Os fiéis revezam-se para comungar, ajoelham-se – a folga protocolar recomendada pelas autoridades de saúde a mediar a distância – e é o sacerdote quem circula entre eles, a hóstia consagrada delicadamente erguida. «Precisamos de exercer mais cautela. Tendo em conta que tive de dar a Eucaristia às outras pessoas, tive em particular atenção a questão de lavar as mãos e não de forma simbólica, como é costume fazer na missa. Temos de estar conscientes dos riscos que corremos quando tocamos nos outros e quando tocamos em objectos.
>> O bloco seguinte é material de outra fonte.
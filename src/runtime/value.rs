//! Runtime values.
//!
//! Values carry no host handles: a program can only ever hold numbers, text,
//! lists, ranges, its own functions and the operations the policy installed.

use crate::config::types::{FaultDiagnostic, FaultKind};
use crate::runtime::builtins::Operation;
use crate::runtime::heap::{Charge, Heap, MemoryExceeded, OBJECT_OVERHEAD, SLOT_SIZE};
use crate::runtime::interpreter::Exec;
use crate::script::ast::FunctionDef;
use std::cell::RefCell;
use std::cmp::Ordering;
use std::fmt::{self, Write as _};
use std::rc::Rc;

/// Nesting beyond which comparisons give up with `RecursionError`
pub const MAX_COMPARE_DEPTH: usize = 64;

/// Nesting beyond which lists are displayed as `[...]`
pub const MAX_DISPLAY_DEPTH: usize = 64;

pub struct StrObj {
    text: String,
    _charge: Charge,
}

impl StrObj {
    pub fn new(heap: &Rc<Heap>, text: String) -> Result<Rc<Self>, MemoryExceeded> {
        let charge = heap.charge(OBJECT_OVERHEAD + text.capacity() as u64)?;
        Ok(Rc::new(Self {
            text,
            _charge: charge,
        }))
    }

    pub fn as_str(&self) -> &str {
        &self.text
    }
}

pub struct ListObj {
    items: RefCell<Vec<Value>>,
    _charge: Charge,
}

impl ListObj {
    pub fn new(heap: &Rc<Heap>, items: Vec<Value>) -> Result<Rc<Self>, MemoryExceeded> {
        let charge = heap.charge(OBJECT_OVERHEAD + items.capacity() as u64 * SLOT_SIZE)?;
        let list = Rc::new(Self {
            items: RefCell::new(items),
            _charge: charge,
        });
        heap.track_list(&list);
        Ok(list)
    }

    pub fn len(&self) -> usize {
        self.items.borrow().len()
    }

    pub fn is_empty(&self) -> bool {
        self.items.borrow().is_empty()
    }

    pub fn get(&self, index: usize) -> Option<Value> {
        self.items.borrow().get(index).cloned()
    }

    /// Replace the item at `index`; false when out of range
    pub fn set(&self, index: usize, value: Value) -> bool {
        let old = {
            let mut items = self.items.borrow_mut();
            match items.get_mut(index) {
                Some(slot) => std::mem::replace(slot, value),
                None => return false,
            }
        };
        // Dropped outside the borrow: the old value may own this very list.
        drop(old);
        true
    }

    pub fn snapshot(&self) -> Vec<Value> {
        self.items.borrow().clone()
    }

    pub fn with_items<R>(&self, f: impl FnOnce(&[Value]) -> R) -> R {
        f(&self.items.borrow())
    }

    pub fn clear(&self) {
        let old = std::mem::take(&mut *self.items.borrow_mut());
        drop(old);
    }
}

impl Drop for ListObj {
    // Deeply nested lists are released iteratively so dropping them cannot
    // exhaust the native stack.
    fn drop(&mut self) {
        let mut pending: Vec<Value> = std::mem::take(self.items.get_mut());
        while let Some(value) = pending.pop() {
            if let Value::List(list) = value {
                if let Ok(mut owned) = Rc::try_unwrap(list) {
                    pending.append(owned.items.get_mut());
                }
            }
        }
    }
}

#[derive(Clone, Copy, Debug, PartialEq, Eq)]
pub struct RangeValue {
    pub start: i64,
    pub stop: i64,
    pub step: i64,
}

impl RangeValue {
    pub fn len(&self) -> u64 {
        let (start, stop, step) = (self.start as i128, self.stop as i128, self.step as i128);
        let count = if step > 0 && start < stop {
            (stop - start - 1) / step + 1
        } else if step < 0 && start > stop {
            (start - stop - 1) / (-step) + 1
        } else {
            0
        };
        count as u64
    }

    pub fn is_empty(&self) -> bool {
        self.len() == 0
    }

    /// Element at `index`, which must be below `len()`
    pub fn nth(&self, index: u64) -> i64 {
        (self.start as i128 + index as i128 * self.step as i128) as i64
    }

    pub fn contains(&self, value: i64) -> bool {
        let (v, start, step) = (value as i128, self.start as i128, self.step as i128);
        let in_bounds = if step > 0 {
            v >= start && v < self.stop as i128
        } else {
            v <= start && v > self.stop as i128
        };
        in_bounds && (v - start) % step == 0
    }
}

#[derive(Clone)]
pub enum Value {
    None,
    Bool(bool),
    Int(i64),
    Float(f64),
    Str(Rc<StrObj>),
    List(Rc<ListObj>),
    Range(RangeValue),
    Function(Rc<FunctionDef>),
    Operation(Operation),
}

#[derive(Clone, Copy, Debug, PartialEq)]
pub enum Number {
    Int(i64),
    Float(f64),
}

impl Number {
    pub fn to_f64(self) -> f64 {
        match self {
            Number::Int(i) => i as f64,
            Number::Float(f) => f,
        }
    }
}

impl Value {
    pub fn type_name(&self) -> &'static str {
        match self {
            Value::None => "NoneType",
            Value::Bool(_) => "bool",
            Value::Int(_) => "int",
            Value::Float(_) => "float",
            Value::Str(_) => "str",
            Value::List(_) => "list",
            Value::Range(_) => "range",
            Value::Function(_) => "function",
            Value::Operation(_) => "builtin_function_or_method",
        }
    }

    pub fn truthy(&self) -> bool {
        match self {
            Value::None => false,
            Value::Bool(b) => *b,
            Value::Int(i) => *i != 0,
            Value::Float(f) => *f != 0.0,
            Value::Str(s) => !s.as_str().is_empty(),
            Value::List(l) => !l.is_empty(),
            Value::Range(r) => !r.is_empty(),
            Value::Function(_) | Value::Operation(_) => true,
        }
    }

    /// Integer view, with booleans counting as 0 and 1
    pub fn as_int(&self) -> Option<i64> {
        match self {
            Value::Int(i) => Some(*i),
            Value::Bool(b) => Some(*b as i64),
            _ => None,
        }
    }

    pub fn as_number(&self) -> Option<Number> {
        match self {
            Value::Int(i) => Some(Number::Int(*i)),
            Value::Bool(b) => Some(Number::Int(*b as i64)),
            Value::Float(f) => Some(Number::Float(*f)),
            _ => None,
        }
    }

    /// `str(value)`, stopping once `out` reaches `limit` bytes
    pub fn write_str(&self, out: &mut String, limit: usize) {
        write_value(self, out, limit, false, &mut Vec::new());
    }

    /// `repr(value)`, stopping once `out` reaches `limit` bytes
    pub fn write_repr(&self, out: &mut String, limit: usize) {
        write_value(self, out, limit, true, &mut Vec::new());
    }

    pub fn to_display_string(&self) -> String {
        let mut out = String::new();
        self.write_str(&mut out, usize::MAX);
        out
    }
}

impl fmt::Debug for Value {
    fn fmt(&self, f: &mut fmt::Formatter<'_>) -> fmt::Result {
        let mut out = String::new();
        self.write_repr(&mut out, usize::MAX);
        f.write_str(&out)
    }
}

/// Float text in the short round-trip form learners expect: `1.0`, `0.1`, `1e+20`
pub fn format_float(value: f64) -> String {
    if value.is_nan() {
        return "nan".to_string();
    }
    if value.is_infinite() {
        return if value > 0.0 { "inf" } else { "-inf" }.to_string();
    }

    let magnitude = value.abs();
    if magnitude != 0.0 && !(1e-4..1e16).contains(&magnitude) {
        let text = format!("{:e}", value);
        let (mantissa, exponent) = text.split_once('e').unwrap_or((text.as_str(), "0"));
        let exponent: i32 = exponent.parse().unwrap_or(0);
        let sign = if exponent < 0 { '-' } else { '+' };
        return format!("{}e{}{:02}", mantissa, sign, exponent.abs());
    }

    let text = format!("{}", value);
    if text.contains('.') {
        text
    } else {
        format!("{}.0", text)
    }
}

fn push_limited(out: &mut String, text: &str, limit: usize) {
    if out.len() >= limit {
        return;
    }
    let room = limit - out.len();
    if text.len() <= room {
        out.push_str(text);
        return;
    }
    let mut cut = room;
    while !text.is_char_boundary(cut) {
        cut -= 1;
    }
    out.push_str(&text[..cut]);
}

fn write_str_repr(text: &str, out: &mut String, limit: usize) {
    let quote = if text.contains('\'') && !text.contains('"') {
        '"'
    } else {
        '\''
    };
    out.push(quote);
    for ch in text.chars() {
        if out.len() >= limit {
            return;
        }
        match ch {
            '\\' => out.push_str("\\\\"),
            '\n' => out.push_str("\\n"),
            '\r' => out.push_str("\\r"),
            '\t' => out.push_str("\\t"),
            c if c == quote => {
                out.push('\\');
                out.push(c);
            }
            c if (c as u32) < 0x20 || c as u32 == 0x7f => {
                let _ = write!(out, "\\x{:02x}", c as u32);
            }
            c => out.push(c),
        }
    }
    out.push(quote);
}

fn write_value(
    value: &Value,
    out: &mut String,
    limit: usize,
    repr: bool,
    path: &mut Vec<*const ListObj>,
) {
    if out.len() >= limit {
        return;
    }
    match value {
        Value::None => push_limited(out, "None", limit),
        Value::Bool(true) => push_limited(out, "True", limit),
        Value::Bool(false) => push_limited(out, "False", limit),
        Value::Int(i) => {
            let _ = write!(out, "{}", i);
        }
        Value::Float(f) => push_limited(out, &format_float(*f), limit),
        Value::Str(s) if repr => write_str_repr(s.as_str(), out, limit),
        Value::Str(s) => push_limited(out, s.as_str(), limit),
        Value::List(list) => {
            let ptr = Rc::as_ptr(list);
            if path.contains(&ptr) || path.len() >= MAX_DISPLAY_DEPTH {
                push_limited(out, "[...]", limit);
                return;
            }
            path.push(ptr);
            out.push('[');
            list.with_items(|items| {
                for (i, item) in items.iter().enumerate() {
                    if out.len() >= limit {
                        break;
                    }
                    if i > 0 {
                        out.push_str(", ");
                    }
                    write_value(item, out, limit, true, path);
                }
            });
            out.push(']');
            path.pop();
        }
        Value::Range(r) if r.step == 1 => {
            let _ = write!(out, "range({}, {})", r.start, r.stop);
        }
        Value::Range(r) => {
            let _ = write!(out, "range({}, {}, {})", r.start, r.stop, r.step);
        }
        Value::Function(def) => {
            let _ = write!(out, "<function {}>", def.name);
        }
        Value::Operation(op) => {
            let _ = write!(out, "<built-in function {}>", op.name());
        }
    }
}

fn recursion_fault() -> FaultDiagnostic {
    FaultDiagnostic::new(
        FaultKind::RecursionError,
        "maximum recursion depth exceeded in comparison",
        None,
    )
}

/// `a == b`.
///
/// `step` is charged once per element pair visited, so comparing large or
/// heavily shared structures stays preemptible.
pub fn equal<F>(a: &Value, b: &Value, step: &mut F) -> Exec<bool>
where
    F: FnMut() -> Exec<()>,
{
    equal_at(a, b, 0, step)
}

fn equal_at<F>(a: &Value, b: &Value, depth: usize, step: &mut F) -> Exec<bool>
where
    F: FnMut() -> Exec<()>,
{
    if depth > MAX_COMPARE_DEPTH {
        return Err(recursion_fault().into());
    }
    step()?;
    let same = match (a, b) {
        (Value::None, Value::None) => true,
        (Value::Str(x), Value::Str(y)) => x.as_str() == y.as_str(),
        (Value::List(x), Value::List(y)) => {
            if Rc::ptr_eq(x, y) {
                return Ok(true);
            }
            let xs = x.items.borrow();
            let ys = y.items.borrow();
            if xs.len() != ys.len() {
                return Ok(false);
            }
            for (p, q) in xs.iter().zip(ys.iter()) {
                if !equal_at(p, q, depth + 1, step)? {
                    return Ok(false);
                }
            }
            true
        }
        (Value::Range(x), Value::Range(y)) => {
            let len = x.len();
            len == y.len()
                && (len == 0 || (x.start == y.start && (len == 1 || x.step == y.step)))
        }
        (Value::Function(x), Value::Function(y)) => Rc::ptr_eq(x, y),
        (Value::Operation(x), Value::Operation(y)) => x == y,
        _ => match (a.as_number(), b.as_number()) {
            (Some(Number::Int(x)), Some(Number::Int(y))) => x == y,
            (Some(x), Some(y)) => x.to_f64() == y.to_f64(),
            _ => false,
        },
    };
    Ok(same)
}

/// Ordering for `<`, `<=`, `>`, `>=`, `min`, `max` and `sorted`.
///
/// `Ok(None)` means the values are unordered (a NaN is involved), which
/// makes every ordering comparison false. `step` is charged like in [`equal`].
pub fn compare<F>(a: &Value, b: &Value, symbol: &str, step: &mut F) -> Exec<Option<Ordering>>
where
    F: FnMut() -> Exec<()>,
{
    compare_at(a, b, symbol, 0, step)
}

fn compare_at<F>(
    a: &Value,
    b: &Value,
    symbol: &str,
    depth: usize,
    step: &mut F,
) -> Exec<Option<Ordering>>
where
    F: FnMut() -> Exec<()>,
{
    if depth > MAX_COMPARE_DEPTH {
        return Err(recursion_fault().into());
    }
    step()?;
    match (a, b) {
        (Value::Str(x), Value::Str(y)) => Ok(Some(x.as_str().cmp(y.as_str()))),
        (Value::List(x), Value::List(y)) => {
            let xs = x.items.borrow();
            let ys = y.items.borrow();
            for (p, q) in xs.iter().zip(ys.iter()) {
                if !equal_at(p, q, depth + 1, step)? {
                    return compare_at(p, q, symbol, depth + 1, step);
                }
            }
            Ok(Some(xs.len().cmp(&ys.len())))
        }
        _ => match (a.as_number(), b.as_number()) {
            (Some(Number::Int(x)), Some(Number::Int(y))) => Ok(Some(x.cmp(&y))),
            (Some(x), Some(y)) => Ok(x.to_f64().partial_cmp(&y.to_f64())),
            _ => Err(FaultDiagnostic::new(
                FaultKind::TypeError,
                format!(
                    "'{}' not supported between instances of '{}' and '{}'",
                    symbol,
                    a.type_name(),
                    b.type_name()
                ),
                None,
            )
            .into()),
        },
    }
}

/// `a is b`
pub fn identical(a: &Value, b: &Value) -> bool {
    match (a, b) {
        (Value::None, Value::None) => true,
        (Value::Bool(x), Value::Bool(y)) => x == y,
        (Value::Int(x), Value::Int(y)) => x == y,
        (Value::Str(x), Value::Str(y)) => Rc::ptr_eq(x, y),
        (Value::List(x), Value::List(y)) => Rc::ptr_eq(x, y),
        (Value::Range(x), Value::Range(y)) => x == y,
        (Value::Function(x), Value::Function(y)) => Rc::ptr_eq(x, y),
        (Value::Operation(x), Value::Operation(y)) => x == y,
        _ => false,
    }
}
Tive de me preparar para oferecer a Eucaristia aos fiéis», explica o padre Blazkiewics.

Para Francisca Reino, a possibilidade de voltar a comungar preencheu a maior lacuna espiritual com que o surto epidémico do novo coronavírus a confrontou: «A comunhão foi algo que me fez falta. Fez falta porque nós acreditamos no nosso íntimo que quando comungamos estamos a receber Cristo em nossa casa. A falta desta presença é algo que nos deixa mais pobres. Quando nós comungamos estamos com Cristo», defende. «Por outro lado, a vivência cristã fortalece-se por contágio: eu fico mais satisfeita a rezar no meio dos outros do que a rezar sozinha. Por mais que a oração tenha uma faceta e uma intenção individual, a Igreja foi instituída assim: a Igreja só ganha sentido pelas pessoas. Se a prece for feita em comunidade, a presença de Deus é maior», diz Francisca Reino, instada a comentar sobre a importância da reabertura das igrejas.

A cautela e a precaução continuam a nortear a forma como a Diocese conduz o trabalho litúrgica nas paróquias locais e como os católicos de Macau vivem a sua fé, mas a reabertura, ainda que parcial, dos templos foi para muitos dos que estivem na Sé Catedral na segunda-feira um sinal de esperança. «Os católicos tiveram saudades, muitas saudades de entrar na igreja, embora as transmissões através da Internet tenham ajudado muito. A Diocese fez o que era necessário fazer, a bem de todos, mas estou contente por poder voltar a receber a comunhão, por poder voltar a assistir à missa presencialmente», confessa Charlot Norueg.